Application of a UPLC–MS/MS method to the protein binding study of TM-2 in rat, human and beagle dog plasma

Abstract

TM-2 known as a potential antitumor drug is a novel semi-synthetic taxane derivative. As drug–protein interactions contribute to insights into pharmacokinetic and pharmacodynamic properties, we elucidated the binding of TM-2 to plasma protein. In this study, a simple, rapid and reliable method was developed and validated employing equilibrium dialysis for the separation of bound and unbound drugs and ultra-performance liquid chromatography–tandem mass spectrometry (UPLC–MS/MS) for the quantitation. Protein binding reached equilibrium within 24h of incubation at 37°C. After liquid–liquid extraction with methyl tert-butyl ether, the samples were separated on Thermo Syncronis UPLC® C18 (2.1mm×50mm, 1.7µm), and acquisition of mass spectrometric data was performed in multiple reaction monitoring (MRM) mode via positive electrospray ionization.

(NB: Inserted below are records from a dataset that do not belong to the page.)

//! Fused multiply-add operators.
//!
//! The ternary form fuses per-lane (`f32::mul_add`, one rounding). The
//! scalar-augmented binary forms encode which position the scalar takes:
//! `(x + y) * s` against `(x * s) + y`.

use std::rc::Rc;

use crate::error::GraphError;
use crate::graph::{BinaryNode, BlockSource, GraphConfig, ScalarSource, TernaryNode};

type Source = Rc<dyn BlockSource<f32>>;
type Scalar = Rc<dyn ScalarSource<f32>>;

fn mul_add_lanes(a: &[f32], b: &[f32], c: &[f32], out: &mut [f32]) {
    for (((o, &x), &y), &z) in out.iter_mut().zip(a).zip(b).zip(c) {
        *o = x.mul_add(y, z);
    }
}

fn add_mul_scalar_lanes(a: &[f32], b: &[f32], s: f32, out: &mut [f32]) {
    for ((o, &x), &y) in out.iter_mut().zip(a).zip(b) {
        *o = (x + y) * s;
    }
}

fn mul_scalar_add_lanes(a: &[f32], b: &[f32], s: f32, out: &mut [f32]) {
    for ((o, &x), &y) in out.iter_mut().zip(a).zip(b) {
        *o = x.mul_add(s, y);
    }
}

/// `out = a * b + c`, fused per lane.
pub fn mul_add(a: Source, b: Source, c: Source, config: GraphConfig<f32>) -> Result<Rc<TernaryNode<f32>>, GraphError> {
    TernaryNode::new(a, b, c, config, mul_add_lanes)
}

/// `out = (lhs + rhs) * s`: the scalar scales the sum.
pub fn add_mul_scalar(lhs: Source, rhs: Source, s: Scalar, config: GraphConfig<f32>) -> Result<Rc<BinaryNode<f32>>, GraphError> {
    BinaryNode::with_scalar(lhs, rhs, s, config, add_mul_scalar_lanes)
}

/// `out = (lhs * s) + rhs`: the scalar scales the left operand only.
pub fn mul_scalar_add(lhs: Source, rhs: Source, s: Scalar, config: GraphConfig<f32>) -> Result<Rc<BinaryNode<f32>>, GraphError> {
    BinaryNode::with_scalar(lhs, rhs, s, config, mul_scalar_add_lanes)
}

#[cfg(test)]
mod tests {
    use super::*;
    use crate::graph::{BlockLeaf, ScalarLeaf};

    fn config() -> GraphConfig<f32> {
        GraphConfig::new(32, 0.0)
    }

    #[test]
    fn mul_add_fuses_three_operands() {
        let a = BlockLeaf::new(config());
        let b = BlockLeaf::new(config());
        let c = BlockLeaf::new(config());
        a.set(0, 2.0);
        b.set(0, 3.0);
        c.set(0, 4.0);

        let node = mul_add(a, b, c, config()).unwrap();
        node.recalculate_block(0);
        assert_eq!(node.read_lane(0), Some(10.0));
    }

    #[test]
    fn scalar_position_distinguishes_the_two_fused_forms() {
        let a = BlockLeaf::new(config());
        let b = BlockLeaf::new(config());
        a.set(0, 2.0);
        b.set(0, 3.0);
        let s = ScalarLeaf::with_value(4.0);

        let sum_scaled = add_mul_scalar(
            Rc::clone(&a) as Source,
            Rc::clone(&b) as Source,
            Rc::clone(&s) as Scalar,
            config(),
        )
        .unwrap();
        let lhs_scaled = mul_scalar_add(a, b, s, config()).unwrap();

        sum_scaled.recalculate_block(0);
        lhs_scaled.recalculate_block(0);
        assert_eq!(sum_scaled.read_lane(0), Some(20.0)); // (2 + 3) * 4
        assert_eq!(lhs_scaled.read_lane(0), Some(11.0)); // 2 * 4 + 3
    }
}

The assay was linear over the concentration rang of 5–2000ng/mL. The intra- and inter-day precisions were 0.1%–14.8%, and the accuracy was from −6.4% to 7.0%. This assay has been successfully applied to a protein binding study of TM-2 in rat, human and beagle dog plasma. TM-2 showed high protein binding of 81.4%±6.5% (rat), 87.9%±3.6% (human) and 79.4%±4.0% (beagle dog). The results revealed that there was an insignificant difference among the three species.